◆ **Requirement**: If a line comes after the one containing "use crate::error::ModelInfoError;", leave it out; copy every line before it, and that line too, exactly as written, starting from the first line of the entries.

[Saved entries]

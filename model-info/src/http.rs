//! HTTP seam used by the network-backed adapters.
//!
//! Adapters never talk to reqwest directly: they build an [`HttpRequest`] and hand it
//! to an [`HttpClient`], so tests can swap in a mock and callers can share one client.

use std::fmt;

use async_trait::async_trait;
use serde::de::DeserializeOwned;
use serde_json::Value;
use url::Url;

use crate::error::ModelInfoError;

/// Request method. Only the two the adapters need.
#[derive(Debug, Clone, Copy, PartialEq, Eq)]
pub enum Method {
    Get,
    Post,
}

/// Outgoing request: method, URL, headers and an optional JSON body.
#[derive(Clone, PartialEq)]
pub struct HttpRequest {
    pub method: Method,
    pub url: String,
    pub headers: Vec<(String, String)>,
    pub body: Option<Value>,
}

impl HttpRequest {
    pub fn get(url: impl Into<String>) -> Self {
        Self {
            method: Method::Get,
            url: url.into(),
            headers: Vec::new(),
            body: None,
        }
    }

    /// POST with a JSON body (`Content-Type: application/json`).
    pub fn post_json(url: impl Into<String>, body: Value) -> Self {
        Self {
            method: Method::Post,
            url: url.into(),
            headers: vec![("Content-Type".to_string(), "application/json".to_string())],
            body: Some(body),
        }
    }

    pub fn with_header(mut self, name: impl Into<String>, value: impl Into<String>) -> Self {
        self.headers.push((name.into(), value.into()));
        self
    }

    pub fn with_bearer_auth(self, token: &str) -> Self {
        self.with_header("Authorization", format!("Bearer {}", token))
    }

    /// Value of the first header with this name (case-insensitive).
    pub fn header(&self, name: &str) -> Option<&str> {
        self.headers
            .iter()
            .find(|(k, _)| k.eq_ignore_ascii_case(name))
            .map(|(_, v)| v.as_str())
    }
}

// Keeps credentials out of debug logs.
impl fmt::Debug for HttpRequest {
    fn fmt(&self, f: &mut fmt::Formatter<'_>) -> fmt::Result {
        let headers: Vec<(&str, &str)> = self
            .headers
            .iter()
            .map(|(k, v)| {
                if k.eq_ignore_ascii_case("authorization") {
                    (k.as_str(), "<redacted>")
                } else {
                    (k.as_str(), v.as_str())
                }
            })
            .collect();
        f.debug_struct("HttpRequest")
            .field("method", &self.method)
            .field("url", &self.url)
            .field("headers", &headers)
            .field("body", &self.body)
            .finish()
    }
}

/// Status code and raw body of a response.
#[derive(Debug, Clone, PartialEq, Eq)]
pub struct HttpResponse {
    pub status: u16,
    pub body: String,
}

impl HttpResponse {
    pub fn ok(body: impl Into<String>) -> Self {
        Self {
            status: 200,
            body: body.into(),
        }
    }

    pub fn status(status: u16) -> Self {
        Self {
            status,
            body: String::new(),
        }
    }
}

/// Sends one request. Abstraction for testing and for sharing a client.
///
/// `Err` is reserved for transport failures (connection refused, TLS, ...); any
/// status the server answers with is returned as `Ok`.
#[async_trait]
pub trait HttpClient: Send + Sync {
    async fn send(&self, request: HttpRequest) -> Result<HttpResponse, String>;
}

/// Reqwest-based HTTP client.
#[derive(Clone, Default)]
pub struct ReqwestHttpClient {
    client: reqwest::Client,
}

impl ReqwestHttpClient {
    pub fn new() -> Self {
        Self::default()
    }

    /// Wrap an existing reqwest client (shared pool, custom timeouts, proxies).
    pub fn with_client(client: reqwest::Client) -> Self {
        Self { client }
    }
}

#[async_trait]
impl HttpClient for ReqwestHttpClient {
    async fn send(&self, request: HttpRequest) -> Result<HttpResponse, String> {
        let mut builder = match request.method {
            Method::Get => self.client.get(&request.url),
            Method::Post => self.client.post(&request.url),
        };
        for (name, value) in &request.headers {
            builder = builder.header(name.as_str(), value.as_str());
        }
        if let Some(body) = &request.body {
            builder = builder.body(body.to_string());
        }
        let response = builder.send().await.map_err(|e| e.to_string())?;
        let status = response.status().as_u16();
        let body = response.text().await.map_err(|e| e.to_string())?;
        Ok(HttpResponse { status, body })
    }
}

/// `base` with `segments` appended as path segments, each percent-encoded, so a
/// model id containing `/`, `?`, `#` or spaces stays one segment.
pub(crate) fn endpoint(base: &str, segments: &[&str]) -> Result<String, ModelInfoError> {
    let invalid = |reason: String| ModelInfoError::FetchFailed {
        url: base.to_string(),
        reason,
    };
    let mut url = Url::parse(base).map_err(|e| invalid(format!("invalid base url: {}", e)))?;
    url.path_segments_mut()
        .map_err(|()| invalid("base url cannot have a path".to_string()))?
        .pop_if_empty()
        .extend(segments);
    Ok(url.into())
}

/// Send `request` and decode a 200 response body as JSON.
///
/// Transport errors and non-200 statuses become [`ModelInfoError::FetchFailed`];
/// a body that does not decode into `T` becomes [`ModelInfoError::DecodeFailed`].
pub async fn fetch_json<T>(client: &dyn HttpClient, request: HttpRequest) -> Result<T, ModelInfoError>
where
    T: DeserializeOwned,
{
    let url = request.url.clone();
    tracing::debug!(method = ?request.method, url = %url, "model_info request");
    let response = client
        .send(request)
        .await
        .map_err(|reason| ModelInfoError::FetchFailed {
            url: url.clone(),
            reason,
        })?;
    if response.status != 200 {
        return Err(ModelInfoError::FetchFailed {
            url,
            reason: format!("status {}", response.status),
        });
    }
    serde_json::from_str(&response.body)
        .map_err(|e| ModelInfoError::DecodeFailed(format!("{}: {}", url, e)))
}
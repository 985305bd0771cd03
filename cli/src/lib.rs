//! Library side of the `model-info` binary: builds a [`ModelInfoFactory`] from
//! [`ModelInfoSettings`] and runs the subcommands. `main.rs` only parses arguments,
//! sets up logging and prints.

mod commands;
mod output;

use std::path::Path;
use std::sync::Arc;

use model_info::{
    Cache, HttpClient, InMemoryCache, JsonFileCache, LiteLlmProvider, LmStudioProvider,
    ModelInfoError, ModelInfoFactory, ModelInfoProvider, ModelInfoSettings, ModelProvider,
    OllamaProvider, ProviderRegistry, ReqwestHttpClient, XaiProvider,
};
use thiserror::Error;

pub use commands::{cost, flush, info, models, providers, CostReport, ProviderRow};
pub use output::{render_cost, render_info, render_models, render_providers, write_json_output};

/// Adapters that are off by default and enabled with `--with`.
#[derive(Clone, Copy, Debug, PartialEq, Eq, clap::ValueEnum)]
pub enum ExtraAdapter {
    /// LM Studio's local REST API
    Lmstudio,
    /// xAI language-models API (needs `XAI_API_KEY`)
    Xai,
}

#[derive(Debug, Error)]
pub enum CliError {
    #[error(transparent)]
    Lookup(#[from] ModelInfoError),
    /// Safe lookup came back empty; `--strict` shows why.
    #[error("no model info for {provider}/{model} (use --strict to see the error)")]
    Unavailable { provider: ModelProvider, model: String },
    #[error("encode output: {0}")]
    Output(#[from] serde_json::Error),
    #[error("write output: {0}")]
    Io(#[from] std::io::Error),
}

/// Extra adapters (in `--with` order, duplicates dropped) ahead of Ollama and LiteLLM.
///
/// The LiteLLM document is kept in `catalog_cache` under the settings' namespace and
/// `cache_ttl`, so it expires with the lookups and is dropped by `flush`.
pub fn build_registry(
    settings: &ModelInfoSettings,
    extras: &[ExtraAdapter],
    http_client: Arc<dyn HttpClient>,
    catalog_cache: Arc<dyn Cache>,
) -> ProviderRegistry {
    let mut adapters: Vec<Arc<dyn ModelInfoProvider>> = Vec::new();
    let mut seen = Vec::new();
    for extra in extras {
        if seen.contains(extra) {
            continue;
        }
        seen.push(*extra);
        match extra {
            ExtraAdapter::Lmstudio => adapters.push(Arc::new(LmStudioProvider::with_client(
                settings.lmstudio_host.as_str(),
                http_client.clone(),
            ))),
            ExtraAdapter::Xai => match &settings.xai_api_key {
                Some(key) => adapters.push(Arc::new(XaiProvider::with_client(
                    settings.xai_base_url.as_str(),
                    key.as_str(),
                    http_client.clone(),
                ))),
                None => tracing::warn!("XAI_API_KEY is not set; xai adapter not registered"),
            },
        }
    }
    adapters.push(Arc::new(OllamaProvider::with_client(
        settings.ollama_host.as_str(),
        http_client.clone(),
    )));
    adapters.push(Arc::new(
        LiteLlmProvider::with_client(settings.litellm_url.as_str(), http_client).with_cache(
            catalog_cache,
            &settings.cache_namespace,
            settings.cache_ttl,
        ),
    ));
    ProviderRegistry::new(adapters)
}

/// File-backed cache when `cache_file` is given, else a cache for this process only.
pub fn build_cache(cache_file: Option<&Path>) -> Arc<dyn Cache> {
    match cache_file {
        Some(path) => Arc::new(JsonFileCache::new(path)),
        None => Arc::new(InMemoryCache::new()),
    }
}

/// Factory over [`build_registry`] with the reqwest transport.
pub fn build_factory(
    settings: &ModelInfoSettings,
    cache_file: Option<&Path>,
    extras: &[ExtraAdapter],
) -> ModelInfoFactory {
    build_factory_with(settings, build_cache(cache_file), extras, Arc::new(ReqwestHttpClient::new()))
}

pub fn build_factory_with(
    settings: &ModelInfoSettings,
    cache: Arc<dyn Cache>,
    extras: &[ExtraAdapter],
    http_client: Arc<dyn HttpClient>,
) -> ModelInfoFactory {
    let registry = build_registry(settings, extras, http_client, cache.clone());
    ModelInfoFactory::new(registry, cache)
        .with_namespace(settings.cache_namespace.as_str())
        .with_ttl(settings.cache_ttl)
}
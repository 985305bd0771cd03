//! Shared helpers for integration tests: an [`HttpClient`] that answers by URL.

use std::collections::HashMap;
use std::sync::atomic::{AtomicUsize, Ordering};
use std::sync::Mutex;

use async_trait::async_trait;
use model_info::{HttpClient, HttpRequest, HttpResponse};

/// Serves canned bodies keyed by URL; unknown URLs get a 404.
#[derive(Default)]
pub struct RoutedHttpClient {
    routes: Mutex<HashMap<String, HttpResponse>>,
    calls: AtomicUsize,
}

impl RoutedHttpClient {
    pub fn new() -> Self {
        Self::default()
    }

    pub fn route(self, url: &str, body: serde_json::Value) -> Self {
        self.routes
            .lock()
            .unwrap()
            .insert(url.to_string(), HttpResponse::ok(body.to_string()));
        self
    }

    pub fn set_status(&self, url: &str, status: u16) {
        self.routes
            .lock()
            .unwrap()
            .insert(url.to_string(), HttpResponse::status(status));
    }

    pub fn calls(&self) -> usize {
        self.calls.load(Ordering::SeqCst)
    }
}

#[async_trait]
impl HttpClient for RoutedHttpClient {
    async fn send(&self, request: HttpRequest) -> Result<HttpResponse, String> {
        self.calls.fetch_add(1, Ordering::SeqCst);
        let routes = self.routes.lock().unwrap();
        Ok(routes
            .get(&request.url)
            .cloned()
            .unwrap_or_else(|| HttpResponse::status(404)))
    }
}
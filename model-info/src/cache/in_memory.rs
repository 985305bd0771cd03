//! In-memory cache implementation.

use std::collections::HashMap;
use std::sync::Arc;
use std::time::{Duration, Instant};

use async_trait::async_trait;
use serde_json::Value;
use tokio::sync::RwLock;

use super::{Cache, CacheError};

struct CacheEntry {
    value: Value,
    expires_at: Option<Instant>,
}

impl CacheEntry {
    fn is_expired(&self) -> bool {
        self.expires_at
            .map(|expires_at| expires_at <= Instant::now())
            .unwrap_or(false)
    }
}

/// In-memory cache for the lifetime of the process.
///
/// Stores values in a `HashMap` behind a `RwLock`; clones share the same storage.
/// Expired entries are treated as absent and dropped on the next write.
///
/// # Example
///
/// ```rust,ignore
/// use model_info::cache::{Cache, InMemoryCache};
/// use std::time::Duration;
///
/// let cache = InMemoryCache::new();
/// cache.set("key", serde_json::json!("value"), Some(Duration::from_secs(60))).await?;
/// assert_eq!(cache.get("key").await, Some(serde_json::json!("value")));
/// ```
#[derive(Clone, Default)]
pub struct InMemoryCache {
    data: Arc<RwLock<HashMap<String, CacheEntry>>>,
}

impl InMemoryCache {
    pub fn new() -> Self {
        Self::default()
    }

    /// Number of live (non-expired) entries.
    pub async fn len(&self) -> usize {
        self.data
            .read()
            .await
            .values()
            .filter(|entry| !entry.is_expired())
            .count()
    }

    pub async fn is_empty(&self) -> bool {
        self.len().await == 0
    }
}

#[async_trait]
impl Cache for InMemoryCache {
    async fn get(&self, key: &str) -> Option<Value> {
        let data = self.data.read().await;
        data.get(key)
            .filter(|entry| !entry.is_expired())
            .map(|entry| entry.value.clone())
    }

    async fn set(&self, key: &str, value: Value, ttl: Option<Duration>) -> Result<(), CacheError> {
        let expires_at = ttl.map(|d| Instant::now() + d);
        let mut data = self.data.write().await;
        data.retain(|_, entry| !entry.is_expired());
        data.insert(key.to_string(), CacheEntry { value, expires_at });
        Ok(())
    }

    async fn delete(&self, key: &str) -> Result<(), CacheError> {
        self.data.write().await.remove(key);
        Ok(())
    }

    async fn delete_prefix(&self, prefix: &str) -> Result<(), CacheError> {
        self.data
            .write()
            .await
            .retain(|key, _| !key.starts_with(prefix));
        Ok(())
    }

    async fn clear(&self) -> Result<(), CacheError> {
        self.data.write().await.clear();
        Ok(())
    }
}
//! Read `$XDG_CONFIG_HOME/<app>/config.toml`: a free-form `[env]` table plus a typed
//! `[model_info]` table whose keys map onto the `MODEL_INFO_*` variables.
//!
//! ```toml
//! [env]
//! XAI_API_KEY = "xai-..."
//!
//! [model_info]
//! ollama_host = "http://gpu-box:11434"
//! cache_ttl_secs = 3600
//! ```

use std::collections::HashMap;
use std::path::{Path, PathBuf};

use model_info::settings::{
    ENV_CACHE_NAMESPACE, ENV_CACHE_TTL_SECS, ENV_LITELLM_URL, ENV_LMSTUDIO_HOST, ENV_OLLAMA_HOST,
    ENV_XAI_BASE_URL,
};
use serde::Deserialize;

use crate::LoadError;

/// `$XDG_CONFIG_HOME` when set and absolute, else the platform config dir.
pub fn config_home() -> Result<PathBuf, LoadError> {
    if let Some(dir) = std::env::var_os("XDG_CONFIG_HOME")
        .map(PathBuf::from)
        .filter(|p| p.is_absolute())
    {
        return Ok(dir);
    }
    dirs::config_dir().ok_or_else(|| LoadError::XdgPath("no config directory for this platform".into()))
}

pub fn config_path(config_home: &Path, app_name: &str) -> PathBuf {
    config_home.join(app_name).join("config.toml")
}

#[derive(Debug, Default, Deserialize)]
#[serde(deny_unknown_fields)]
struct ModelInfoSection {
    cache_namespace: Option<String>,
    cache_ttl_secs: Option<u64>,
    ollama_host: Option<String>,
    lmstudio_host: Option<String>,
    litellm_url: Option<String>,
    xai_base_url: Option<String>,
}

impl ModelInfoSection {
    fn into_env(self) -> impl Iterator<Item = (String, String)> {
        [
            (ENV_CACHE_NAMESPACE, self.cache_namespace),
            (ENV_CACHE_TTL_SECS, self.cache_ttl_secs.map(|s| s.to_string())),
            (ENV_OLLAMA_HOST, self.ollama_host),
            (ENV_LMSTUDIO_HOST, self.lmstudio_host),
            (ENV_LITELLM_URL, self.litellm_url),
            (ENV_XAI_BASE_URL, self.xai_base_url),
        ]
        .into_iter()
        .filter_map(|(key, value)| Some((key.to_string(), value?)))
    }
}

#[derive(Debug, Default, Deserialize)]
struct ConfigFile {
    #[serde(default)]
    env: HashMap<String, String>,
    #[serde(default)]
    model_info: ModelInfoSection,
}

/// Env pairs from the app's config file under `config_home`; `[env]` wins over
/// `[model_info]` for the same variable. A missing file yields an empty map.
pub fn load_env_map(config_home: &Path, app_name: &str) -> Result<HashMap<String, String>, LoadError> {
    let path = config_path(config_home, app_name);
    let content = match std::fs::read_to_string(&path) {
        Ok(c) => c,
        Err(e) if e.kind() == std::io::ErrorKind::NotFound => return Ok(HashMap::new()),
        Err(e) => return Err(LoadError::XdgRead(e)),
    };
    let config: ConfigFile = toml::from_str(&content)?;
    let mut map: HashMap<String, String> = config.model_info.into_env().collect();
    map.extend(config.env);
    Ok(map)
}
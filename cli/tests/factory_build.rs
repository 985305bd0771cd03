//! The factory the binary builds, driven through a canned transport.

#[path = "../../model-info/tests/init_logging.rs"]
mod init_logging;

use std::collections::HashMap;
use std::sync::{Arc, Mutex};
use std::time::Duration;

use async_trait::async_trait;
use cli::{build_factory_with, ExtraAdapter};
use model_info::{
    Cache, HttpClient, HttpRequest, HttpResponse, InMemoryCache, ModelFeature, ModelInfoSettings,
    ModelProvider,
};
use serde_json::json;

const CATALOG_URL: &str = "http://catalog.test/prices.json";
const XAI_URL: &str = "http://xai.test/v1";

/// Answers known URLs and records every requested URL; anything else is a 404.
#[derive(Default)]
struct CannedClient {
    bodies: HashMap<String, String>,
    requested: Mutex<Vec<String>>,
}

impl CannedClient {
    fn with(mut self, url: &str, body: serde_json::Value) -> Self {
        self.bodies.insert(url.to_string(), body.to_string());
        self
    }

    fn requested(&self) -> Vec<String> {
        self.requested.lock().unwrap().clone()
    }
}

#[async_trait]
impl HttpClient for CannedClient {
    async fn send(&self, request: HttpRequest) -> Result<HttpResponse, String> {
        self.requested.lock().unwrap().push(request.url.clone());
        Ok(match self.bodies.get(&request.url) {
            Some(body) => HttpResponse::ok(body.clone()),
            None => HttpResponse::status(404),
        })
    }
}

fn settings() -> ModelInfoSettings {
    ModelInfoSettings {
        litellm_url: CATALOG_URL.to_string(),
        xai_base_url: XAI_URL.to_string(),
        xai_api_key: Some("xai-test".to_string()),
        ..ModelInfoSettings::default()
    }
}

fn catalog() -> serde_json::Value {
    json!({
        "gpt-4o": {
            "litellm_provider": "openai",
            "mode": "chat",
            "input_cost_per_token": 0.0000025,
            "output_cost_per_token": 0.00001
        },
        "gpt-4o-mini": {
            "litellm_provider": "openai",
            "mode": "chat",
            "input_cost_per_token": 0.00000015,
            "output_cost_per_token": 0.0000006
        }
    })
}

/// **Scenario**: listing models and pricing two of them downloads the catalog once.
#[tokio::test]
async fn catalog_downloaded_once_per_process() {
    let client = Arc::new(CannedClient::default().with(CATALOG_URL, catalog()));
    let factory = build_factory_with(&settings(), Arc::new(InMemoryCache::new()), &[], client.clone());

    let models = cli::models(&factory, ModelProvider::OpenAI, true).await.unwrap();
    assert_eq!(models, vec!["gpt-4o", "gpt-4o-mini"]);

    let report = cli::cost(&factory, ModelProvider::OpenAI, "gpt-4o", 2_000, 1_000)
        .await
        .unwrap();
    assert!((report.total_cost - 0.015).abs() < 1e-12);
    let mini = cli::info(&factory, ModelProvider::OpenAI, "gpt-4o-mini", true)
        .await
        .unwrap();
    assert_eq!(mini.name, "gpt-4o-mini");

    assert_eq!(client.requested(), vec![CATALOG_URL.to_string()]);
}

/// **Scenario**: after `flush`, the next model list goes upstream exactly once more.
#[tokio::test]
async fn flush_forces_one_fresh_catalog_download() {
    let client = Arc::new(CannedClient::default().with(CATALOG_URL, catalog()));
    let factory = build_factory_with(&settings(), Arc::new(InMemoryCache::new()), &[], client.clone());

    let first = cli::models(&factory, ModelProvider::OpenAI, true).await.unwrap();
    let again = cli::models(&factory, ModelProvider::OpenAI, true).await.unwrap();
    assert_eq!(first, again);
    assert_eq!(client.requested().len(), 1);

    assert!(cli::flush(&factory).await);
    let after = cli::models(&factory, ModelProvider::OpenAI, true).await.unwrap();
    assert_eq!(after, first);
    assert_eq!(client.requested().len(), 2);

    cli::models(&factory, ModelProvider::OpenAI, true).await.unwrap();
    assert_eq!(client.requested().len(), 2);
}

/// **Scenario**: a persisted cache file does not keep serving the catalog after `flush`.
#[tokio::test]
async fn flush_clears_catalog_in_cache_file() {
    let dir = tempfile::tempdir().unwrap();
    let path = dir.path().join("model-info.json");
    let client = Arc::new(CannedClient::default().with(CATALOG_URL, catalog()));

    let factory = build_factory_with(&settings(), cli::build_cache(Some(path.as_path())), &[], client.clone());
    cli::models(&factory, ModelProvider::OpenAI, true).await.unwrap();
    assert!(cli::flush(&factory).await);

    let reopened = build_factory_with(&settings(), cli::build_cache(Some(path.as_path())), &[], client.clone());
    cli::info(&reopened, ModelProvider::OpenAI, "gpt-4o", true).await.unwrap();
    assert_eq!(client.requested().len(), 2);
}

#[tokio::test]
async fn catalog_expires_with_cache_ttl() {
    let settings = ModelInfoSettings {
        cache_ttl: Some(Duration::from_millis(30)),
        ..settings()
    };
    let cache = InMemoryCache::new();
    let client = Arc::new(CannedClient::default().with(CATALOG_URL, catalog()));
    let factory = build_factory_with(&settings, Arc::new(cache.clone()), &[], client.clone());

    cli::models(&factory, ModelProvider::OpenAI, true).await.unwrap();
    assert!(cache.has("model-info.litellm.catalog").await);

    tokio::time::sleep(Duration::from_millis(60)).await;
    assert!(!cache.has("model-info.litellm.catalog").await);
    cli::models(&factory, ModelProvider::OpenAI, true).await.unwrap();
    assert_eq!(client.requested().len(), 2);
}

#[tokio::test]
async fn with_xai_queries_xai_api() {
    let client = Arc::new(CannedClient::default().with(
        &format!("{}/language-models/grok-2-vision-1212", XAI_URL),
        json!({
            "id": "grok-2-vision-1212",
            "input_modalities": ["text", "image"],
            "prompt_text_token_price": 20000,
            "completion_text_token_price": 100000
        }),
    ));
    let factory = build_factory_with(
        &settings(),
        Arc::new(InMemoryCache::new()),
        &[ExtraAdapter::Xai],
        client.clone(),
    );

    let info = cli::info(&factory, ModelProvider::XAI, "grok-2-vision-1212", true)
        .await
        .unwrap();
    assert!(info.supports_feature(ModelFeature::Vision));
    assert_eq!(info.max_input_tokens, Some(32_768));
    assert!(client.requested().iter().all(|u| u.starts_with(XAI_URL)));
}

#[tokio::test]
async fn catalog_outage_is_unavailable_unless_strict() {
    let client = Arc::new(CannedClient::default());
    let factory = build_factory_with(&settings(), Arc::new(InMemoryCache::new()), &[], client);

    let err = cli::info(&factory, ModelProvider::OpenAI, "gpt-4o", false)
        .await
        .unwrap_err();
    assert!(matches!(err, cli::CliError::Unavailable { .. }));

    let err = cli::info(&factory, ModelProvider::OpenAI, "gpt-4o", true)
        .await
        .unwrap_err();
    assert!(err.to_string().contains("status 404"), "{}", err);
}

◆ **Output for this exercise**:
filename model-info/src/http.rs
//! HTTP seam used by the network-backed adapters.
//!
//! Adapters never talk to reqwest directly: they build an [`HttpRequest`] and hand it
//! to an [`HttpClient`], so tests can swap in a mock and callers can share one client.

use std::fmt;

use async_trait::async_trait;
use serde::de::DeserializeOwned;
use serde_json::Value;
use url::Url;

use crate::error::ModelInfoError;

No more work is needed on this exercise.